We also need a better political language across the continent. Too often leaders speak about sovereignty while ignoring solidarity.
They speak about national interest as though it can only be protected by suspicion of the neighbour. But Africa’s real enemies are not the exhausted family seeking shelter, the shop owner trying to survive or the worker trying to feed children across a border.
Our real enemies are poverty, corruption, inequality, extractive economics, climate disruption, drug abuse, organised crime and systems that keep African people dependent while others profit from our minerals, our labour, and our instability. Those are the struggles that should unite us. Those are the battles worthy of our energy.
As Africa Month deepens and Africa Day approaches on May 25, we should pause and ask what kind of continent we want to become. Do we want a continent that reproduces fear against its own people? Or do we want a continent that remembers its soul?

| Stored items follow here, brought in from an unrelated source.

//! Minimal HTTP/1.1 tile server
//!
//! Serves `GET` and `HEAD /{z}/{x}/{y}.png`. Each connection is handled on
//! its own thread and closed after a single response.

use crate::raster::TileRenderer;
use crate::tile::TileCoord;
use anyhow::{Context, Result};
use log::{debug, info, warn};
use std::io::{BufRead, BufReader, Read, Write};
use std::net::{TcpListener, TcpStream};
use std::sync::Arc;
use std::thread;
use std::time::{Duration, Instant};

/// Longest request line or header line accepted, excluding the newline
pub const MAX_LINE_BYTES: usize = 8 * 1024;

/// Most header lines read before the request is rejected
pub const MAX_HEADERS: usize = 64;

/// A response ready to be written to the client
#[derive(Debug, PartialEq)]
pub struct Response {
    pub status: u16,
    pub content_type: &'static str,
    pub body: Vec<u8>,
}

impl Response {
    fn text(status: u16, body: &str) -> Self {
        Response {
            status,
            content_type: "text/plain; charset=utf-8",
            body: body.as_bytes().to_vec(),
        }
    }

    fn png(body: Vec<u8>) -> Self {
        Response {
            status: 200,
            content_type: "image/png",
            body,
        }
    }

    fn reason(&self) -> &'static str {
        match self.status {
            200 => "OK",
            400 => "Bad Request",
            405 => "Method Not Allowed",
            414 => "URI Too Long",
            431 => "Request Header Fields Too Large",
            _ => "Internal Server Error",
        }
    }

    /// Write status line, headers and, unless `head_only`, the body
    pub fn write_to<W: Write>(&self, writer: &mut W, head_only: bool) -> std::io::Result<()> {
        write!(
            writer,
            "HTTP/1.1 {} {}\r\nContent-Type: {}\r\nContent-Length: {}\r\nConnection: close\r\n\r\n",
            self.status,
            self.reason(),
            self.content_type,
            self.body.len()
        )?;
        if !head_only {
            writer.write_all(&self.body)?;
        }
        writer.flush()
    }
}

/// Bind `listen_addr` and serve tiles until the process exits
pub fn serve(listen_addr: &str, renderer: TileRenderer) -> Result<()> {
    let listener = TcpListener::bind(listen_addr).with_context(|| format!("binding {}", listen_addr))?;
    info!("Listening for tile requests on {}", listener.local_addr()?);

    let renderer = Arc::new(renderer);
    for stream in listener.incoming() {
        match stream {
            Ok(stream) => {
                let renderer = Arc::clone(&renderer);
                thread::spawn(move || {
                    if let Err(e) = handle_connection(stream, &renderer) {
                        warn!("Connection error: {:#}", e);
                    }
                });
            }
            Err(e) => warn!("Accept error: {}", e),
        }
    }

    Ok(())
}

/// Outcome of reading the request line and headers
#[derive(Debug, PartialEq)]
enum RequestHead {
    /// The client closed the connection before sending anything
    Closed,
    Line(String),
    /// Reading stopped at a limit; the response has been chosen already
    Rejected(Response),
}

/// Outcome of reading one newline-terminated line
#[derive(Debug, PartialEq)]
enum BoundedLine {
    Eof,
    Line(String),
    TooLong,
}

/// Read one line of at most `MAX_LINE_BYTES`, never buffering more than that
fn read_bounded_line<R: BufRead>(reader: &mut R) -> std::io::Result<BoundedLine> {
    let mut buf = Vec::new();
    let limit = (MAX_LINE_BYTES + 2) as u64;
    let read = reader.by_ref().take(limit).read_until(b'\n', &mut buf)?;
    if read == 0 {
        return Ok(BoundedLine::Eof);
    }

    let content = buf
        .strip_suffix(b"\n")
        .map(|line| line.strip_suffix(b"\r").unwrap_or(line))
        .unwrap_or(&buf);
    if content.len() > MAX_LINE_BYTES {
        return Ok(BoundedLine::TooLong);
    }
    Ok(BoundedLine::Line(String::from_utf8_lossy(content).into_owned()))
}

/// Read the request line and consume the headers that follow it
fn read_request_head<R: BufRead>(reader: &mut R) -> std::io::Result<RequestHead> {
    let request_line = match read_bounded_line(reader)? {
        BoundedLine::Eof => return Ok(RequestHead::Closed),
        BoundedLine::TooLong => {
            warn!("Request line longer than {} bytes", MAX_LINE_BYTES);
            return Ok(RequestHead::Rejected(Response::text(414, "uri too long")));
        }
        BoundedLine::Line(line) => line,
    };

    // Headers carry nothing we need, but they must be consumed before replying
    for _ in 0..=MAX_HEADERS {
        match read_bounded_line(reader)? {
            BoundedLine::Eof => return Ok(RequestHead::Line(request_line)),
            BoundedLine::Line(header) if header.trim().is_empty() => {
                return Ok(RequestHead::Line(request_line));
            }
            BoundedLine::Line(_) => {}
            BoundedLine::TooLong => break,
        }
    }

    warn!("Request headers exceed {} lines of {} bytes", MAX_HEADERS, MAX_LINE_BYTES);
    Ok(RequestHead::Rejected(Response::text(431, "request header fields too large")))
}

fn handle_connection(stream: TcpStream, renderer: &TileRenderer) -> Result<()> {
    stream.set_read_timeout(Some(Duration::from_secs(30)))?;
    stream.set_write_timeout(Some(Duration::from_secs(30)))?;

    let mut reader = BufReader::new(stream.try_clone()?);
    let (response, head_only) = match read_request_head(&mut reader)? {
        RequestHead::Closed => return Ok(()),
        RequestHead::Rejected(response) => (response, false),
        RequestHead::Line(request_line) => {
            let started = Instant::now();
            let response = respond(&request_line, renderer);
            info!(
                "{} -> {} ({} bytes, {:.1?})",
                request_line,
                response.status,
                response.body.len(),
                started.elapsed()
            );
            (response, request_line.starts_with("HEAD "))
        }
    };

    let mut writer = stream;
    response.write_to(&mut writer, head_only).context("writing response")?;
    Ok(())
}

/// Build the response for one HTTP request line
pub fn respond(request_line: &str, renderer: &TileRenderer) -> Response {
    let mut parts = request_line.split_whitespace();
    let (Some(method), Some(target)) = (parts.next(), parts.next()) else {
        warn!("Malformed request line {:?}", request_line);
        return Response::text(400, "bad request");
    };
    if method != "GET" && method != "HEAD" {
        return Response::text(405, "method not allowed");
    }

    let path = target.split('?').next().unwrap_or(target);
    let coord = match TileCoord::from_path(path) {
        Ok(coord) => coord,
        Err(e) => {
            warn!("{}", e);
            return Response::text(400, "bad request");
        }
    };

    debug!("Rendering tile {}", coord);
    let encoded = renderer
        .render(coord)
        .map_err(anyhow::Error::from)
        .and_then(|tile| tile.encode_png());
    match encoded {
        Ok(png) => Response::png(png),
        Err(e) => Response::text(500, &format!("internal server error: {:#}", e)),
    }
}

If we are serious about an Africa that is great, then xenophobia must be named for what it is: a betrayal of our history, our values and our future. It is anti African. It is anti Ubuntu. It is anti life.
The pain being felt by Zimbabweans in South Africa and by other Africans caught in this cycle of blame and exclusion, should move us into action, not just sympathy.
We must demand accountability from governments, responsibility from communities and courage from regional institutions.
We must protect the vulnerable, prosecute the violent and confront the conditions that keep producing this misery. We must stop pretending that hatred can solve economic problems. It cannot. It only multiplies them.
If we truly believe that we are one people, then we must act like one people. If we truly believe in Ubuntu, then we must reject the politics of exclusion.
If we truly believe in Africa, then we must build it together, not tear each other apart.
The Limpopo should not be a river of fear. The borders should not become graves for solidarity. And no African should ever again have to say, with tears in their voice, that their relatives and loved ones are under siege simply because they crossed into another African country in search of life.